According to the statistics, KwaZulu-Natal has had the highest number of reported sexual abuse cases in schools for three years running.
In response to a recent parliamentary question, Basic Education Minister Angie Motshekga revealed that according to the South African Council for Educators (SACE), KZN had the highest number of reported sexual abuse cases – 23 – in 2014/15.
In 2013/14 and in 2012/13, the province also had the highest numbers.
And, while the 2016/17 figures are not out yet, a number of incidents have received widespread media coverage over the last year.
Last month, a 33-yearold Sydenham teacher was arrested for allegedly sending nude photographs and sexually suggestive messages to a 14-year-old pupil.
And last year, a Nquthu teacher was also arrested after he was filmed having sex with girls alleged to be pupils.
Prior to that, a Pietermaritzburg school counsellor was arrested on charges of allegedly molesting a six-yearold boy he was supposed to be providing therapy to.
All three cases are currently before the courts.

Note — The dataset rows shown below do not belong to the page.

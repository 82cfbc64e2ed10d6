//! # keel-common
//!
//! Common types and constants for the Keel journal.
//!
//! This crate provides the foundational pieces shared by the journal engine
//! and its embedders:
//!
//! - **Types**: typed identifiers (`Asqn`, `SegmentId`)
//! - **Constants**: on-disk format constants and default limits
//!
//! ## Example
//!
//! ```rust
//! use keel_common::types::{Asqn, SegmentId};
//!
//! let asqn = Asqn::new(42);
//! assert!(asqn.is_specified());
//! assert!(!Asqn::UNSPECIFIED.is_specified());
//!
//! let segment = SegmentId::new(1);
//! assert_eq!(segment.next(), SegmentId::new(2));
//! ```

#![warn(missing_docs)]
#![warn(clippy::all)]
#![warn(clippy::pedantic)]
#![allow(clippy::module_name_repetitions)]

pub mod constants;
pub mod types;

// Re-export commonly used items at the crate root
pub use constants::*;
pub use types::{Asqn, SegmentId};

Manuel said yesterday that sexual abuse in schools was an “extremely worrying trend”.
And he said teachers were not being properly vetted to see if they were suitable to be in classrooms before being appointed to posts.
“We know this is a huge administrative burden but you just need to vet those who are shortlisted for a post,” Manuel said, “so that reduces the burden”.

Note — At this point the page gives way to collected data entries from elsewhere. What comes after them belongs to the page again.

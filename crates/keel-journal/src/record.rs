//! Journal records and the on-disk frame codec.
//!
//! Every record is stored as one *frame*:
//!
//! ```text
//! +----------+----------+---------------------------------+
//! | length   | checksum | body                            |
//! | (4, LE)  | (4, LE)  | index (8) | asqn (8) | data (n) |
//! +----------+----------+---------------------------------+
//! ```
//!
//! The length counts the body only; a zero length word terminates the live
//! region of a segment. The checksum is a CRC32 over the body bytes, so the
//! index and asqn are covered along with the caller's payload. The body
//! codec is fixed and deterministic so checksums reproduce on reopen.

use bytes::{Buf, BufMut, Bytes, BytesMut};

use keel_common::constants::{FRAME_HEADER_SIZE, RECORD_METADATA_SIZE};
use keel_common::types::Asqn;

/// An immutable journal record.
#[derive(Debug, Clone, PartialEq, Eq)]
pub struct Record {
    index: u64,
    asqn: Asqn,
    checksum: u32,
    data: Bytes,
}

impl Record {
    /// Creates a record from its parts.
    ///
    /// The checksum is trusted as given; use [`checksum_of`] to compute one
    /// for a body about to be written.
    pub fn new(index: u64, asqn: Asqn, checksum: u32, data: Bytes) -> Self {
        Self {
            index,
            asqn,
            checksum,
            data,
        }
    }

    /// The dense journal index assigned to this record.
    #[inline]
    pub fn index(&self) -> u64 {
        self.index
    }

    /// The application sequence number, or [`Asqn::UNSPECIFIED`].
    #[inline]
    pub fn asqn(&self) -> Asqn {
        self.asqn
    }

    /// CRC32 over the serialized record body.
    #[inline]
    pub fn checksum(&self) -> u32 {
        self.checksum
    }

    /// The caller's opaque payload.
    #[inline]
    pub fn data(&self) -> &Bytes {
        &self.data
    }
}

/// Frame header: body length and body checksum.
#[derive(Debug, Clone, Copy, PartialEq, Eq)]
pub struct FrameHeader {
    /// Length of the body in bytes. Zero terminates the live region.
    pub length: u32,
    /// CRC32 over the body bytes.
    pub checksum: u32,
}

impl FrameHeader {
    /// Size of the encoded header in bytes.
    pub const SIZE: usize = FRAME_HEADER_SIZE;

    /// Serializes the header.
    pub fn encode(&self, buf: &mut impl BufMut) {
        buf.put_u32_le(self.length);
        buf.put_u32_le(self.checksum);
    }

    /// Deserializes a header from exactly [`FrameHeader::SIZE`] bytes.
    pub fn decode(mut buf: &[u8]) -> Self {
        let length = buf.get_u32_le();
        let checksum = buf.get_u32_le();
        Self { length, checksum }
    }

    /// Whether this header marks the end of the live region.
    #[inline]
    pub fn is_terminator(&self) -> bool {
        self.length == 0
    }
}

/// Returns the body length for a payload of `data_len` bytes.
#[inline]
pub fn body_len(data_len: usize) -> usize {
    RECORD_METADATA_SIZE + data_len
}

/// Serializes a record body into `buf`.
pub fn encode_body(index: u64, asqn: Asqn, data: &[u8], buf: &mut BytesMut) {
    buf.put_u64_le(index);
    buf.put_u64_le(asqn.as_u64());
    buf.put_slice(data);
}

/// Deserializes a record body.
///
/// Returns `None` when the body is too short to carry the record metadata;
/// callers treat that the same as any other invalid frame.
pub fn decode_body(mut body: &[u8]) -> Option<(u64, Asqn, Bytes)> {
    if body.len() < RECORD_METADATA_SIZE {
        return None;
    }
    let index = body.get_u64_le();
    let asqn = Asqn::new(body.get_u64_le());
    Some((index, asqn, Bytes::copy_from_slice(body)))
}

/// Computes the CRC32 checksum over a record body.
pub fn checksum_of(body: &[u8]) -> u32 {
    let mut hasher = crc32fast::Hasher::new();
    hasher.update(body);
    hasher.finalize()
}

#[cfg(test)]
mod tests {
    use super::*;

    #[test]
    fn test_frame_header_roundtrip() {
        let header = FrameHeader {
            length: 256,
            checksum: 0xDEAD_BEEF,
        };

        let mut buf = BytesMut::new();
        header.encode(&mut buf);
        assert_eq!(buf.len(), FrameHeader::SIZE);

        let decoded = FrameHeader::decode(&buf);
        assert_eq!(decoded, header);
        assert!(!decoded.is_terminator());
    }

    #[test]
    fn test_zero_length_terminates() {
        let header = FrameHeader::decode(&[0u8; FrameHeader::SIZE]);
        assert!(header.is_terminator());
    }

    #[test]
    fn test_body_roundtrip() {
        let mut buf = BytesMut::new();
        encode_body(7, Asqn::new(70), b"TestData", &mut buf);
        assert_eq!(buf.len(), body_len(8));

        let (index, asqn, data) = decode_body(&buf).unwrap();
        assert_eq!(index, 7);
        assert_eq!(asqn, Asqn::new(70));
        assert_eq!(data.as_ref(), b"TestData");
    }

    #[test]
    fn test_body_too_short() {
        assert!(decode_body(&[0u8; RECORD_METADATA_SIZE - 1]).is_none());
    }

    #[test]
    fn test_checksum_detects_flips() {
        let mut buf = BytesMut::new();
        encode_body(1, Asqn::UNSPECIFIED, b"payload", &mut buf);

        let checksum = checksum_of(&buf);
        buf[RECORD_METADATA_SIZE] ^= 0xFF;
        assert_ne!(checksum, checksum_of(&buf));
    }

    #[test]
    fn test_checksum_covers_metadata() {
        let mut a = BytesMut::new();
        encode_body(1, Asqn::new(10), b"same", &mut a);
        let mut b = BytesMut::new();
        encode_body(2, Asqn::new(10), b"same", &mut b);

        assert_ne!(checksum_of(&a), checksum_of(&b));
    }
}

Sace spokesperson Themba Ndhlovu explained that they were still finalising their annual report for 2016/17 and auditing their figures to make sure they balanced. But he confirmed they were continuing to field reports of sexual abuse cases from across the country, on a regular basis.
“We are seeing a lot of reports coming in,” he said.

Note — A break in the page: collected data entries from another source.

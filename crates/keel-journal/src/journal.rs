//! The segmented journal.
//!
//! This module provides the top-level [`Journal`] that manages the ordered
//! collection of segments: recovery on open, appends with rollover, tail
//! truncation, head compaction, and reset.

use std::collections::BTreeMap;
use std::fs;
use std::sync::atomic::{AtomicBool, AtomicU64, Ordering};
use std::sync::Arc;

use bytes::BytesMut;
use parking_lot::RwLock;
use tracing::{debug, info, warn};

use keel_common::constants::FRAME_HEADER_SIZE;
use keel_common::types::{Asqn, SegmentId};

use crate::config::JournalConfig;
use crate::descriptor::SegmentDescriptor;
use crate::error::{JournalError, JournalResult};
use crate::reader::JournalReader;
use crate::record::{self, Record};
use crate::segment::Segment;
use crate::writer::SegmentWriter;

/// Journal statistics.
#[derive(Debug, Default)]
pub struct JournalStats {
    /// Total records appended.
    pub records_appended: AtomicU64,
    /// Total payload bytes appended.
    pub bytes_appended: AtomicU64,
    /// Number of explicit flushes.
    pub flushes: AtomicU64,
    /// Number of segments created, including rollovers.
    pub segments_created: AtomicU64,
    /// Number of tail truncations.
    pub truncations: AtomicU64,
}

/// State shared between the journal facade and its readers.
pub(crate) struct JournalShared {
    config: JournalConfig,
    state: RwLock<JournalState>,
    closed: AtomicBool,
    stats: JournalStats,
}

/// Mutable journal state, guarded by one exclusive lock.
///
/// Appends, truncation, reset, and rollover all mutate under the write
/// half; readers only take the read half to resolve which segment holds
/// their next index.
struct JournalState {
    /// Segments keyed by their first index.
    segments: BTreeMap<u64, Arc<Segment>>,
    /// Writer of the active (last) segment.
    writer: SegmentWriter,
    /// Sequence number of the last record that carried one.
    last_asqn: Asqn,
}

impl JournalShared {
    pub(crate) fn is_closed(&self) -> bool {
        self.closed.load(Ordering::Acquire)
    }

    pub(crate) fn first_index(&self) -> u64 {
        let state = self.state.read();
        state
            .segments
            .values()
            .next()
            .map_or(1, |segment| segment.first_index())
    }

    pub(crate) fn last_index(&self) -> u64 {
        self.state.read().writer.last_index()
    }

    pub(crate) fn resolve_segment(&self, index: u64) -> Option<Arc<Segment>> {
        let state = self.state.read();
        state
            .segments
            .range(..=index)
            .next_back()
            .map(|(_, segment)| Arc::clone(segment))
    }

    pub(crate) fn max_entry_size(&self) -> usize {
        self.config.max_entry_size
    }
}

/// A durable, append-only segmented journal.
///
/// The journal assumes a single writer thread; appends, truncations, and
/// resets must not race each other. Any number of [`JournalReader`]s may
/// run concurrently with the writer.
pub struct Journal {
    shared: Arc<JournalShared>,
}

Ndhlovu said Sace regarded these cases as a priority.
“One is too many,” he said. “The high number we are receiving – it’s serious.”
Provincial education spokesperson Kwazi Mthethwa said the department had “a tough stance against the perpetrators of sexual relationships with learners” and was working to root these people out.
But, he went on, they needed the public’s help.
“We urge learners who feel that administrators, teachers, or other students are subjecting them to sexual harassment to report these conditions to someone they trust, a member of the family, a member of the community and to the relevant authorities,” he said.